• Task statement: Using the records below, repeat exactly the lines from the one holding "tree which is" through the one holding "and compiles them.", both ends included, and no others.

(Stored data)
%%

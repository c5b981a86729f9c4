//! # stencil-lang
//!
//! A template compilation and evaluation engine. Source documents mix
//! literal text, embedded expressions and pluggable tag-like helper
//! invocations; an external parser turns them into a syntax tree which is
//! either interpreted directly or compiled into a cacheable executable
//! artifact.
//!
//! The crate is split into four core subsystems:
//!
//! - [`expression`]: a recursive-descent engine for boolean, ternary and
//!   math sub-expressions that both evaluates and compiles them.
//! - [`compiler`]: converts a parse result into a [`CompiledArtifact`] with
//!   one stable entry point per section, persisted through a pluggable
//!   [`cache`].
//! - [`resolver`]: maps namespace-qualified helper identifiers to registered
//!   implementations, with aliasing, ordered multi-root search and
//!   wildcard-based ignoring.
//! - [`variables`]: resolves dotted paths against heterogeneous runtime
//!   values using a deterministic accessor-priority search.
//!
//! The surface tokenizer is not part of this crate: hosts implement
//! [`TemplateParser`] and hand the engine a [`ParsingState`].
//!
//! ## Quick start
//!
//! ```rust
//! use std::sync::Arc;
//! use stencil_lang::{
//!     HelperResolver, MemoryCache, Node, ParsingState, RenderContext,
//!     TemplateCompiler, Value,
//! };
//!
//! // the external parser produced this tree for "Hello, {user.name}!"
//! let root = Node::Root(vec![
//!     Node::text("Hello, "),
//!     Node::accessor("user.name"),
//!     Node::text("!"),
//! ]);
//! let mut state = ParsingState::new("greeting", root);
//!
//! let resolver = HelperResolver::default();
//! let mut compiler = TemplateCompiler::new(Some(Arc::new(MemoryCache::new())));
//! compiler.store("greeting", &mut state, &resolver).unwrap();
//!
//! let mut user = indexmap::IndexMap::new();
//! user.insert("name".to_string(), Value::String("Ann".into()));
//! let mut vars = indexmap::IndexMap::new();
//! vars.insert("user".to_string(), Value::Map(user));
//! let variables = Value::Map(vars);
//!
//! let ctx = RenderContext::new(&variables, &resolver);
//! let artifact = compiler.get_compiled("greeting").unwrap();
//! assert_eq!(artifact.render(&ctx).unwrap().to_output_string(), "Hello, Ann!");
//! ```
//!
//! ## Expressions
//!
//! ```rust
//! use stencil_lang::expression::{BooleanExpression, ExpressionContext};
//! use stencil_lang::Value;
//!
//! let expr = BooleanExpression::parse("{hp} > 50");
//! let mut ctx = ExpressionContext::new();
//! ctx.insert("hp".to_string(), Value::Number(75.0));
//!
//! assert_eq!(expr.evaluate(&ctx), Value::Bool(true));
//! // the compiled form resolves variables the same way
//! assert_eq!(expr.compile().execute(&ctx), Value::Bool(true));
//! ```

pub mod ast;
pub mod cache;
pub mod compiler;
pub mod error;
pub mod expression;
pub mod helper;
pub mod render;
pub mod resolver;
pub mod variables;
pub mod warmup;

pub use ast::state::{FailedCompilingState, ParsedTemplate, ParsingState, TemplateParser};
pub use ast::value::{Accessible, Value};
pub use ast::{HelperNode, LayoutReference, Node};
pub use cache::{MemoryCache, TemplateCache};
pub use compiler::artifact::{ArtifactKind, CompiledArtifact};
pub use compiler::{CompilerOptions, TemplateCompiler};
pub use error::{
    CompileError, ExpressionError, ExpressionErrorKind, RenderError, RenderErrorKind,
    ResolveError,
};
pub use expression::{BooleanExpression, ExpressionNode, MathExpression, TernaryExpression};
pub use helper::{ArgumentDefinition, ClosureHelper, Helper, HelperArguments, ValueType};
pub use render::{LazyContent, RenderContext};
pub use resolver::{HelperRegistry, HelperResolver};
pub use warmup::{WarmupEntry, WarmupResult};
//! Node-to-code conversion.
//!
//! The converter turns syntax tree nodes into [`CodeBody`] units. Every
//! conversion produces zero or more initialization instructions and exactly
//! one value-yielding operand. Two closure builders wrap deferred content:
//! one for a full child-node list, one for a single named helper argument.
//! Both closures are stored in the artifact's closure table and execute
//! later against the ambient render context and the owning artifact.

use tracing::debug;

use crate::ast::{HelperNode, Node};
use crate::ast::value::Value;
use crate::error::CompileError;
use crate::render;
use crate::resolver::HelperResolver;

use super::program::{ClosureRef, CodeBody, CompiledArg, CompiledOp, Instr, Operand, Reg};

pub struct NodeConverter<'a> {
    resolver: &'a HelperResolver,
    counter: Reg,
    closures: Vec<CodeBody>,
}

impl<'a> NodeConverter<'a> {
    pub fn new(resolver: &'a HelperResolver) -> Self {
        Self {
            resolver,
            counter: 0,
            closures: Vec::new(),
        }
    }

    /// Reset the shared temporary counter. The compiler calls this once per
    /// stored template so register numbering is deterministic.
    pub fn set_variable_counter(&mut self, value: Reg) {
        self.counter = value;
    }

    /// Allocate the next globally unique register.
    pub fn variable_name(&mut self) -> Reg {
        let reg = self.counter;
        self.counter += 1;
        reg
    }

    /// The accumulated closure table, consumed when the artifact is built.
    pub fn into_closures(self) -> Vec<CodeBody> {
        self.closures
    }

    /// Convert one node into `{initialization, execution}`.
    pub fn convert(&mut self, node: &Node) -> Result<CodeBody, CompileError> {
        match node {
            Node::Text(text) => Ok(CodeBody::constant(Value::String(text.clone()))),
            Node::ObjectAccessor { path, accessors } => {
                let dst = self.variable_name();
                Ok(CodeBody {
                    init: vec![Instr {
                        dst,
                        op: CompiledOp::Variable {
                            path: path.clone(),
                            accessors: accessors.clone(),
                        },
                    }],
                    exec: Operand::Reg(dst),
                })
            }
            Node::Expression(expression) => {
                let dst = self.variable_name();
                Ok(CodeBody {
                    init: vec![Instr {
                        dst,
                        op: CompiledOp::Expression(expression.compile()),
                    }],
                    exec: Operand::Reg(dst),
                })
            }
            Node::Helper(helper) => self.convert_helper(helper),
            Node::Root(children) | Node::Sequence(children) => self.convert_list(children),
        }
    }

    /// Convert a node list; executions concatenate in order. A single node
    /// keeps its typed execution, mirroring the interpreter.
    pub fn convert_list(&mut self, nodes: &[Node]) -> Result<CodeBody, CompileError> {
        match nodes {
            [] => Ok(CodeBody::constant(Value::None)),
            [single] => self.convert(single),
            several => {
                let mut init = Vec::new();
                let mut operands = Vec::new();
                for node in several {
                    let converted = self.convert(node)?;
                    init.extend(converted.init);
                    operands.push(converted.exec);
                }
                let dst = self.variable_name();
                init.push(Instr {
                    dst,
                    op: CompiledOp::Concat(operands),
                });
                Ok(CodeBody {
                    init,
                    exec: Operand::Reg(dst),
                })
            }
        }
    }

    /// Wrap a full child-node list for deferred evaluation.
    pub fn wrap_child_nodes_in_closure(
        &mut self,
        nodes: &[Node],
    ) -> Result<ClosureRef, CompileError> {
        let body = self.convert_list(nodes)?;
        self.closures.push(body);
        Ok(ClosureRef(self.closures.len() - 1))
    }

    /// Wrap a single named helper argument for lazy per-argument evaluation.
    pub fn wrap_argument_in_closure(&mut self, node: &Node) -> Result<ClosureRef, CompileError> {
        let body = self.convert(node)?;
        self.closures.push(body);
        Ok(ClosureRef(self.closures.len() - 1))
    }

    fn convert_helper(&mut self, helper: &HelperNode) -> Result<CodeBody, CompileError> {
        if let Some(namespace) = helper.namespace.as_deref()
            && self.resolver.is_namespace_ignored(namespace)
        {
            // ignored tags compile to their literal markup
            return Ok(CodeBody::constant(Value::String(
                render::reconstruct_helper(helper),
            )));
        }

        // resolution errors surface through the compiler; an uncompilable
        // helper stops compilation outright
        let instance = self
            .resolver
            .create_helper(helper.namespace.as_deref(), &helper.name)?;
        if !instance.compilable() {
            debug!(name = %helper.name, "helper stopped compilation");
            return Err(CompileError::Stopped);
        }

        let mut arguments = indexmap::IndexMap::new();
        for (name, node) in &helper.arguments {
            let compiled = match node {
                Node::Text(text) => {
                    CompiledArg::Value(Operand::Const(Value::String(text.clone())))
                }
                other => CompiledArg::Lazy(self.wrap_argument_in_closure(other)?),
            };
            arguments.insert(name.clone(), compiled);
        }

        let children = if helper.children.is_empty() {
            None
        } else {
            Some(self.wrap_child_nodes_in_closure(&helper.children)?)
        };

        let dst = self.variable_name();
        Ok(CodeBody {
            init: vec![Instr {
                dst,
                op: CompiledOp::Helper {
                    namespace: helper.namespace.clone(),
                    name: helper.name.clone(),
                    arguments,
                    children,
                },
            }],
            exec: Operand::Reg(dst),
        })
    }
}

#[cfg(test)]
mod tests {
    use super::*;

    #[test]
    fn test_text_converts_to_constant() {
        let resolver = HelperResolver::default();
        let mut converter = NodeConverter::new(&resolver);
        let body = converter.convert(&Node::text("hi")).unwrap();
        assert!(body.init.is_empty());
        assert_eq!(body.exec, Operand::Const(Value::String("hi".into())));
    }

    #[test]
    fn test_register_numbering_is_deterministic() {
        let resolver = HelperResolver::default();
        let nodes = vec![Node::accessor("a"), Node::text("-"), Node::accessor("b")];

        let mut first = NodeConverter::new(&resolver);
        first.set_variable_counter(0);
        let mut second = NodeConverter::new(&resolver);
        second.set_variable_counter(0);
        assert_eq!(
            first.convert_list(&nodes).unwrap(),
            second.convert_list(&nodes).unwrap()
        );
    }

    #[test]
    fn test_uncompilable_helper_stops_compilation() {
        struct Uncompilable;

        impl crate::helper::Helper for Uncompilable {
            fn compilable(&self) -> bool {
                false
            }

            fn render(
                &self,
                _arguments: &crate::helper::HelperArguments<'_>,
                _ctx: &crate::render::RenderContext<'_>,
            ) -> Result<Value, crate::error::RenderError> {
                Ok(Value::None)
            }
        }

        let mut resolver = HelperResolver::default();
        resolver.register("stencil.helpers", "StaticHelper", || Box::new(Uncompilable));
        let mut converter = NodeConverter::new(&resolver);
        let node = Node::Helper(HelperNode::new(Some("s"), "static"));
        let err = converter.convert(&node).unwrap_err();
        assert!(matches!(err, CompileError::Stopped));
    }

    #[test]
    fn test_unresolvable_helper_surfaces_resolution_error() {
        let resolver = HelperResolver::default();
        let mut converter = NodeConverter::new(&resolver);
        let node = Node::Helper(HelperNode::new(Some("s"), "missing"));
        let err = converter.convert(&node).unwrap_err();
        assert!(matches!(err, CompileError::Resolution(_)));
    }

    #[test]
    fn test_ignored_namespace_compiles_to_literal() {
        let mut resolver = HelperResolver::default();
        resolver.add_namespace("raw", None);
        let mut converter = NodeConverter::new(&resolver);
        let node = Node::Helper(HelperNode::new(Some("raw"), "tag"));
        let body = converter.convert(&node).unwrap();
        assert_eq!(
            body.exec,
            Operand::Const(Value::String("<raw:tag>".into()))
        );
    }
}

%%

• The answer:
//! invocations; an external parser turns them into a syntax tree which is
//! either interpreted directly or compiled into a cacheable executable
//! artifact.
//!
//! The crate is split into four core subsystems:
//!
//! - [`expression`]: a recursive-descent engine for boolean, ternary and
//!   math sub-expressions that both evaluates and compiles them.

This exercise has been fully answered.